Private equity is well suited to the continent and is attracting an increasingly diverse spectrum of investors. It is true that its activities remain focused on a few markets, and that concerns remain regarding the reliability of local teams and that exit conditions are inadequate. Yet the process of diversification is under way, the region’s image is improving and the prices are genuinely competitive.
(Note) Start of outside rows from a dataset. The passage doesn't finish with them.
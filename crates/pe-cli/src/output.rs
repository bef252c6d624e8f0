use pe_api::{CheckReport, Definitions, LogEntry, Value};

use crate::json_string;

fn value_json(value: &Value) -> String {
    value.to_json().to_string()
}

fn values_json(values: &[Value]) -> String {
    Value::List(values.to_vec()).to_json().to_string()
}

pub(crate) fn log_line(entry: &LogEntry) -> String {
    let (kind, payload) = match entry {
        LogEntry::Request { args, .. } => ("REQUEST", values_json(args)),
        LogEntry::Response { result, .. } => ("RESPONSE", value_json(result)),
        LogEntry::Error { causes, .. } => (
            "ERROR",
            serde_json::to_string(causes).unwrap_or_else(|_| "[]".to_string()),
        ),
        LogEntry::Message { text, .. } => ("MESSAGE", json_string(text)),
    };
    format!(
        "LOG:{}|{}|{}|{}",
        entry.depth(),
        kind,
        entry.signature(),
        payload
    )
}

pub(crate) fn emit_log(log: &[LogEntry]) {
    for entry in log {
        println!("{}", log_line(entry));
    }
}

pub(crate) fn emit_value(value: &Value) {
    println!("RESULT:OK");
    println!("VALUE_JSON:{}", value_json(value));
}

/// Prints one block per procedure and returns whether every check passed.
pub(crate) fn emit_check(reports: &[CheckReport]) -> bool {
    let mut passed = true;
    for report in reports {
        println!(
            "CHECK:{}|{}",
            report.id,
            if report.is_ok() { "OK" } else { "FAILED" }
        );
        for warning in &report.warnings {
            println!("WARNING_JSON:{}|{}", report.id, json_string(&warning.to_string()));
        }
        for error in &report.errors {
            println!(
                "ERROR:{}|{}|{}",
                report.id,
                error.code(),
                json_string(&error.to_string())
            );
        }
        passed &= report.is_ok();
    }
    passed
}

pub(crate) fn emit_listing(definitions: &Definitions) {
    println!("RESULT:OK");
    for (name, pool) in &definitions.pools {
        println!("POOL:{}|{}", name, pool.channel_type);
    }
    for procedure in &definitions.procedures {
        let arguments = procedure
            .arguments()
            .map(|binding| binding.name.as_str())
            .collect::<Vec<_>>()
            .join(",");
        println!("PROCEDURE:{}|{}", procedure.id, arguments);
    }
}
As faith in the Western buyout model faltered during the financial crisis, emerging market private equity cemented its place in investor portfolios and received greater allocations. The riskier prospects of financial engineering, coupled with worsening views of sovereign risk, is prompting many investors to reconsider emerging markets. Sub-Saharan Africa is among the under-penetrated high-growth markets receiving more attention, boasting six of the 20 fastest-growing economies in 2010, with growth rates averaging 5%, compared with 3% in OECD markets (IMF, 2011).

Private equity first took off in South Africa in the 1990s following a wave of multinational divestment and post-apartheid reforms. Over the last two decades the field has grown beyond South Africa, to more than fifty firms across the continent managing billions of dollars.
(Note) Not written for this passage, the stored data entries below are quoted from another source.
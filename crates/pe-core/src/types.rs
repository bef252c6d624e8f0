use serde::{Deserialize, Serialize};

use crate::value::Value;

/// Name of the DATA binding holding a script procedure's body.
pub const SOURCE_BINDING: &str = "code";

#[derive(Debug, Clone, Copy, PartialEq, Eq, Hash, Serialize, Deserialize)]
#[serde(rename_all = "lowercase")]
pub enum BindingKind {
    Data,
    Connection,
    Procedure,
    Argument,
}

impl BindingKind {
    pub fn as_str(self) -> &'static str {
        match self {
            Self::Data => "data",
            Self::Connection => "connection",
            Self::Procedure => "procedure",
            Self::Argument => "argument",
        }
    }
}

/// Named, typed input wired into a procedure.
///
/// DATA and ARGUMENT bindings carry a literal value (for arguments, the
/// default). CONNECTION and PROCEDURE bindings carry the referenced pool
/// name or procedure id as a string value.
#[derive(Debug, Clone, PartialEq, Serialize, Deserialize)]
pub struct Binding {
    pub name: String,
    pub kind: BindingKind,
    #[serde(default, skip_serializing_if = "Option::is_none")]
    pub value: Option<Value>,
    #[serde(default, skip_serializing_if = "String::is_empty")]
    pub description: String,
}

impl Binding {
    pub fn new(name: impl Into<String>, kind: BindingKind, value: Option<Value>) -> Self {
        Self {
            name: name.into(),
            kind,
            value,
            description: String::new(),
        }
    }

    pub fn data(name: impl Into<String>, value: impl Into<Value>) -> Self {
        Self::new(name, BindingKind::Data, Some(value.into()))
    }

    pub fn argument(name: impl Into<String>) -> Self {
        Self::new(name, BindingKind::Argument, None)
    }

    pub fn argument_with_default(name: impl Into<String>, default: impl Into<Value>) -> Self {
        Self::new(name, BindingKind::Argument, Some(default.into()))
    }

    pub fn connection(name: impl Into<String>, pool: impl Into<String>) -> Self {
        Self::new(name, BindingKind::Connection, Some(Value::String(pool.into())))
    }

    pub fn procedure(name: impl Into<String>, id: impl Into<String>) -> Self {
        Self::new(name, BindingKind::Procedure, Some(Value::String(id.into())))
    }

    pub fn with_description(mut self, description: impl Into<String>) -> Self {
        self.description = description.into();
        self
    }

    /// Pool name or procedure id for reference bindings.
    pub fn reference(&self) -> Option<&str> {
        match self.kind {
            BindingKind::Connection | BindingKind::Procedure => {
                self.value.as_ref().and_then(Value::as_str)
            }
            BindingKind::Data | BindingKind::Argument => None,
        }
    }
}

/// Procedure definition as supplied by a persistence collaborator.
#[derive(Debug, Clone, PartialEq, Serialize, Deserialize)]
pub struct ProcedureDef {
    pub id: String,
    #[serde(default, skip_serializing_if = "String::is_empty")]
    pub description: String,
    #[serde(default)]
    pub bindings: Vec<Binding>,
}

impl ProcedureDef {
    pub fn new(id: impl Into<String>, bindings: Vec<Binding>) -> Self {
        Self {
            id: id.into(),
            description: String::new(),
            bindings,
        }
    }

    pub fn binding(&self, name: &str) -> Option<&Binding> {
        self.bindings.iter().find(|binding| binding.name == name)
    }

    pub fn is_script(&self) -> bool {
        self.binding(SOURCE_BINDING)
            .is_some_and(|binding| binding.kind == BindingKind::Data)
    }

    pub fn arguments(&self) -> impl Iterator<Item = &Binding> {
        self.bindings
            .iter()
            .filter(|binding| binding.kind == BindingKind::Argument)
    }
}

#[cfg(test)]
mod types_tests {
    use super::*;

    #[test]
    fn binding_definitions_deserialize_from_json() {
        let def: ProcedureDef = serde_json::from_str(
            r#"{
              "id": "demo/lookup",
              "bindings": [
                { "name": "code", "kind": "data", "value": "kv.get(key)" },
                { "name": "kv", "kind": "connection", "value": "store" },
                { "name": "key", "kind": "argument", "description": "lookup key" }
              ]
            }"#,
        )
        .expect("definition should parse");
        assert!(def.is_script());
        assert_eq!(def.bindings[1].reference(), Some("store"));
        assert_eq!(def.arguments().count(), 1);
        assert_eq!(def.bindings[2].description, "lookup key");
        assert_eq!(def.bindings[2].value, None);
    }

    #[test]
    fn native_definitions_are_not_scripts() {
        let def = ProcedureDef::new("native/echo", vec![Binding::argument("text")]);
        assert!(!def.is_script());
        assert_eq!(Binding::data("x", 1).reference(), None);
    }
}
The scale of private equity in the region remains modest relative to other markets, and its growth slowed during the worst of the recent financial crisis. However, several new vehicles appearing in recent months – from niche strategies in frontier markets to sizeable pools of international capital managed by industry veterans – signal that sub-Saharan Africa is poised for significant growth in the medium term.
This article provides an overview of the sub-Saharan African private equity opportunity in the global context and touches on some unfolding trends in the fundraising and investment environment in the region, concluding with a commentary on the investment outlook.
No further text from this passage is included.